In any production process in which one or more workers are engaged in a variety of tasks, the total time spent in production varies as a function of the size of the work pool and the level of output of the various activities. For example variables in a large metropolitan department store, the number of hours worked (HOURS) per day by the clerical staff may depend on the following variables:

MAIL: number of pieces of mail processed (open, sort, etc.)

CERT: number of money orders and gift certificates sold

ACC: number of window payments (customer charge accounts) transacted

CHANGE: number of change order transactions processed

CHECK: number of checks cashed

MISC: number of pieces of miscellaneous mail processed on an “as available” basis

TICKETS: number of tickets sold.

The data for 52 working days are stored in the data file clerical.txt, attached to this assignment. The data set contains all the variables listed above and the variable DAY: day of the week (Mon, Tue, Wed, Thu, Fri and Sat) in the following order:

DAY, HOURS, MAIL, CERT, ACC, CHANGE, CHECK, MISC, TICKETS.

Conduct a regression analysis of the data to model the number of hours (HOURS) worked per day by the clerical staff. Find the best regression model that explains the relationship among the variables. Do not include the variable DAY in your analysis!

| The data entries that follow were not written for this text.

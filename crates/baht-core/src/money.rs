// Money helpers: satang rounding, percentages, lenient amount parsing and
// currency codes.

use std::fmt;
use std::str::FromStr;

use rust_decimal::{Decimal, RoundingStrategy};
use serde::{Deserialize, Serialize};

/// Number of decimal places kept for baht amounts (1 baht = 100 satang).
pub const SATANG_DP: u32 = 2;

/// Round an amount to satang, half away from zero (the Revenue Department
/// convention for tax amounts).
pub fn round_satang(amount: Decimal) -> Decimal {
    amount.round_dp_with_strategy(SATANG_DP, RoundingStrategy::MidpointAwayFromZero)
}

/// `base * rate_pct / 100`, rounded to satang.
pub fn percent_of(base: Decimal, rate_pct: Decimal) -> Decimal {
    round_satang(base * rate_pct / Decimal::ONE_HUNDRED)
}

/// Parse a human or model supplied amount such as `"1,234.50"`, `"฿ 99"`,
/// `"THB 1 200"` or `"-15.5"`.
///
/// Returns `None` for empty input or anything that is not a number once
/// separators and currency markers are removed.
pub fn parse_amount(raw: &str) -> Option<Decimal> {
    let mut cleaned = raw.trim().to_string();
    for marker in ["THB", "thb", "บาท", "฿", "$", "USD"] {
        cleaned = cleaned.replace(marker, "");
    }
    let cleaned: String = cleaned
        .chars()
        .filter(|c| !c.is_whitespace() && *c != ',')
        .collect();
    if cleaned.is_empty() {
        return None;
    }
    Decimal::from_str(&cleaned).ok()
}

// ---------------------------------------------------------------------------
// Currency
// ---------------------------------------------------------------------------

/// ISO-4217 style currency code (three upper-case ASCII letters).
#[derive(Debug, Clone, PartialEq, Eq, Hash, PartialOrd, Ord, Serialize, Deserialize)]
#[serde(try_from = "String", into = "String")]
pub struct Currency(String);

impl Currency {
    pub fn thb() -> Self {
        Currency("THB".to_string())
    }

    pub fn new(code: &str) -> Option<Self> {
        let code = code.trim().to_ascii_uppercase();
        if code.len() == 3 && code.chars().all(|c| c.is_ascii_uppercase()) {
            Some(Currency(code))
        } else {
            None
        }
    }

    pub fn as_str(&self) -> &str {
        &self.0
    }

    pub fn is_thb(&self) -> bool {
        self.0 == "THB"
    }
}

impl Default for Currency {
    fn default() -> Self {
        Currency::thb()
    }
}

impl fmt::Display for Currency {
    fn fmt(&self, f: &mut fmt::Formatter<'_>) -> fmt::Result {
        f.write_str(&self.0)
    }
}

impl TryFrom<String> for Currency {
    type Error = String;

    fn try_from(value: String) -> Result<Self, Self::Error> {
        Currency::new(&value).ok_or_else(|| format!("invalid currency code: {value}"))
    }
}

impl From<Currency> for String {
    fn from(c: Currency) -> Self {
        c.0
    }
}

a) Create scatterplots for HOURS vs each of the independent variables (MAIL, CERT, ACC, CHANGE, CHECK, MISC, TICKETS). What conclusions can you draw about the relationships between HOURS and the independent variables? (No need to include the scatterplots in your submission)

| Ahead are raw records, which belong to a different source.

// Fixtures for service tests: an in-memory company with members of every
// role, two contacts and the seeded chart of accounts.

use std::collections::BTreeMap;

use baht_core::config::{
    AiConfig, Config, CredentialsConfig, CurrencyConfig, FraudConfig, ServerConfig,
    StorageBackend, StorageConfig, TaxConfig,
};
use baht_core::db::Database;
use baht_core::model::{Company, Contact, ContactKind, Membership, Role, User};
use chrono::{DateTime, NaiveDate, TimeZone, Utc};
use rust_decimal_macros::dec;

pub const COMPANY: &str = "c-acme";
pub const COMPANY_TAX_ID: &str = "0105559123454";
pub const OWNER: &str = "u-owner";
pub const ACCOUNTANT: &str = "u-accountant";
pub const STAFF: &str = "u-staff";
pub const VENDOR: &str = "ct-vendor";
pub const VENDOR_TAX_ID: &str = "0105536112014";
pub const FREELANCER: &str = "ct-freelancer";

pub fn at(y: i32, m: u32, d: u32) -> DateTime<Utc> {
    Utc.with_ymd_and_hms(y, m, d, 9, 0, 0).unwrap()
}

pub fn date(y: i32, m: u32, d: u32) -> NaiveDate {
    NaiveDate::from_ymd_opt(y, m, d).unwrap()
}

pub fn config() -> Config {
    Config {
        server: ServerConfig {
            host: "127.0.0.1".into(),
            port: 8080,
        },
        db_path: ":memory:".into(),
        storage: StorageConfig {
            backend: StorageBackend::Local,
            local_dir: "receipts".into(),
            bucket: "receipts".into(),
            max_upload_bytes: 1024 * 1024,
        },
        log_filter: "baht=debug".into(),
        tax: TaxConfig {
            default_vat_rate: dec!(7),
        },
        ai: AiConfig {
            model: "gemini-2.0-flash".into(),
            max_output_tokens: 2048,
            temperature: 0.1,
            max_attempts: 2,
            initial_backoff_ms: 5,
            backoff_multiplier: 2,
            timeout_secs: 10,
        },
        currency: CurrencyConfig {
            base: "THB".into(),
            fallback_rates: BTreeMap::from([("USD".to_string(), dec!(36.00))]),
        },
        fraud: FraudConfig {
            medium_threshold: 30,
            high_threshold: 60,
            stale_after_days: 180,
            low_confidence: 0.6,
        },
        credentials: CredentialsConfig::default(),
    }
}

fn user(id: &str, name: &str) -> User {
    User {
        id: id.to_string(),
        name: name.to_string(),
        email: format!("{id}@example.co.th"),
        line_user_id: Some(format!("L{id}")),
        created_at: at(2024, 1, 1),
    }
}

fn contact(id: &str, name: &str, kind: ContactKind, tax_id: &str) -> Contact {
    Contact {
        id: id.to_string(),
        company_id: COMPANY.to_string(),
        name: name.to_string(),
        tax_id: Some(tax_id.to_string()),
        branch_code: Some("00000".to_string()),
        kind,
        address: Some("Bangkok".to_string()),
        created_at: at(2024, 1, 1),
        deleted_at: None,
    }
}

pub fn company() -> Company {
    Company {
        id: COMPANY.to_string(),
        name: "Acme Trading Co., Ltd.".to_string(),
        tax_id: Some(COMPANY_TAX_ID.to_string()),
        branch_code: "00000".to_string(),
        address: Some("Bangkok".to_string()),
        created_at: at(2024, 1, 1),
    }
}

pub fn seeded() -> Database {
    let db = Database::open(":memory:").unwrap();
    db.create_user(&user(OWNER, "Somchai")).unwrap();
    db.create_user(&user(ACCOUNTANT, "Pim")).unwrap();
    db.create_user(&user(STAFF, "Malee")).unwrap();
    db.create_company(&company(), OWNER).unwrap();
    for (user_id, role) in [(ACCOUNTANT, Role::Accountant), (STAFF, Role::Staff)] {
        db.add_member(&Membership {
            company_id: COMPANY.to_string(),
            user_id: user_id.to_string(),
            role,
        })
        .unwrap();
    }
    db.insert_contact(&contact(VENDOR, "Siam Office Supply Co., Ltd.", ContactKind::Juristic, VENDOR_TAX_ID))
        .unwrap();
    db.insert_contact(&contact(FREELANCER, "Nattapong Designer", ContactKind::Individual, "1103700012346"))
        .unwrap();
    db
}

/// ID of the seeded account with `code`.
pub fn account_id(db: &Database, code: &str) -> String {
    db.list_accounts(COMPANY)
        .unwrap()
        .into_iter()
        .find(|a| a.code == code)
        .map(|a| a.id)
        .unwrap()
}

/// Read one HTTP request from `socket`, waiting for the whole body announced
/// by `Content-Length`.
pub async fn read_request(socket: &mut tokio::net::TcpStream) -> String {
    use tokio::io::AsyncReadExt;

    let mut request = Vec::new();
    let mut buf = vec![0u8; 4096];
    loop {
        let n = socket.read(&mut buf).await.unwrap();
        if n == 0 {
            break;
        }
        request.extend_from_slice(&buf[..n]);
        let text = String::from_utf8_lossy(&request).to_string();
        if let Some(end) = text.find("\r\n\r\n") {
            let len = text[..end]
                .lines()
                .find_map(|l| {
                    let (k, v) = l.split_once(':')?;
                    k.eq_ignore_ascii_case("content-length").then(|| v.trim().parse::<usize>().ok())?
                })
                .unwrap_or(0);
            if request.len() >= end + 4 + len {
                break;
            }
        }
    }
    String::from_utf8_lossy(&request).to_string()
}

/// A server that answers every request with `status` and `body` and records
/// the raw requests it received. Returns its base URL.
pub async fn mock_server(
    status: &'static str,
    body: String,
) -> (String, std::sync::Arc<std::sync::Mutex<Vec<String>>>) {
    use tokio::io::AsyncWriteExt;

    let listener = tokio::net::TcpListener::bind("127.0.0.1:0").await.unwrap();
    let addr = listener.local_addr().unwrap();
    let seen = std::sync::Arc::new(std::sync::Mutex::new(Vec::new()));
    let log = seen.clone();
    tokio::spawn(async move {
        loop {
            let Ok((mut socket, _)) = listener.accept().await else {
                break;
            };
            let log = log.clone();
            let body = body.clone();
            tokio::spawn(async move {
                let request = read_request(&mut socket).await;
                log.lock().unwrap().push(request);
                let response = format!(
                    "HTTP/1.1 {status}\r\nContent-Type: application/json\r\nContent-Length: {}\r\nConnection: close\r\n\r\n{body}",
                    body.len()
                );
                let _ = socket.write_all(response.as_bytes()).await;
            });
        }
    });
    (format!("http://{addr}"), seen)
}

/// Wait until `seen` holds at least `count` requests (or about two seconds
/// pass) and return them. Notices are sent from a background task.
pub async fn wait_for_requests(
    seen: &std::sync::Arc<std::sync::Mutex<Vec<String>>>,
    count: usize,
) -> Vec<String> {
    for _ in 0..200 {
        if seen.lock().unwrap().len() >= count {
            break;
        }
        tokio::time::sleep(std::time::Duration::from_millis(10)).await;
    }
    seen.lock().unwrap().clone()
}

/// A LINE push endpoint that accepts everything.
pub async fn line_mock() -> (String, std::sync::Arc<std::sync::Mutex<Vec<String>>>) {
    let (base, seen) = mock_server("200 OK", "{}".to_string()).await;
    (format!("{base}/v2/bot/message/push"), seen)
}

/// An active notifier posting to `endpoint`, with a company group.
pub fn line_notifier(endpoint: &str) -> crate::notify::Notifier {
    crate::notify::Notifier::Active {
        client: crate::notify::LineClient::new("line-token".into()).with_endpoint(endpoint),
        group_id: Some("Cgroup".into()),
    }
}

b) Build a boxplot to see if the daily number of hours (HOURS) varies by day of the week (DAY). Which days seem to be busier?

c) Fit the FULL regression model to predict HOURS using the following independent variables: {MAIL, CERT, ACC, CHANGE, CHECK, MISC, TICKETS}. (OPTION: You have the option to include DAY as an additional independent variable after creating appropriate dummy variables)

d) Use the goodness of fit test to check if any of the independent variables is associated to the response variable HOURS.

e)Does multi-collinearity seem to be a problem here? What is your evidence? Compute and analyze the VIF statistics.

f) Apply TWO model selection procedures to find the best model to predict HOURS. You can choose any two procedures (backward selection, forward selection, adj-R2, Cp, stepwise, etc…). Choose the model that provides the best fit for the data. (NOTE: Don’t worry about interaction terms, just fit a model with main effects)

g) Select a regression model based on the results in f). Write down the expression of the estimated model.

h) Draw a scatter plot of the studentized residuals against the predicted values. Does the plot show any striking pattern indicating problems in the regression analysis?

i) Analyze normal probability plot of residuals. Is there any evidence that the assumption of normality is not satisfied?

j) Are there any outliers or Influential Points? Compute appropriate statistics.

k) Use the fitted model in f) to predict the average number of hours worked by clerical staff on a day where 3200 pieces of mail are processed (MAIL), 120 certificates are sold (CERT), 600 payments are processed (ACC), 250 orders are changed (CHANGE), 500 checks are cashed (CHECK), 70 pieces of miscellaneous mail are processed (MISC), and 400 tickets are sold (TICKETS). Provide the confidence interval for your estimate.

l) Discuss the results of your analysis and explain what your model says about the relationships between HOURS and the other predictors. What are the most important predictors for HOURS?

Problem 2 Logistic Regression

Offshore oil drilling near an Alaskan estuary has led to increased air traffic – mostly large helicopters. Fist and Wildlife Service commissioned a study to investigate the impact these helicopters have on the flocks of Pacific Brant geese, which inhabit the estuary in fall before migrating. Two large helicopters were flown repeatedly over the estuary at different altitudes and lateral distances from the flock. The flight responses of the geese (recorded as “low (0)” or “high (1)”), Altitude (hundreds of meters), and lateral Distance (hundreds of meters) for each 464 helicopter overflights were recorded and are saved in the pacgeese.txt file.

a) Fit a logistic regression model to predict the probability of high flight response from the geese using altitude and lateral distances of helicopter flights. Write down the expression of the fitted model. (HINT: probability of interest is p = pr(flight response=HIGH)

b) Conduct a test to determine if flight response of the geese depends on the altitude of the helicopter. Test using alpha=0.01

c) Give a practical interpretation of the model parameters for Altitude and Distance. Explain how those values can be used to analyze the effect of altitude and distance on the odds of high flight response.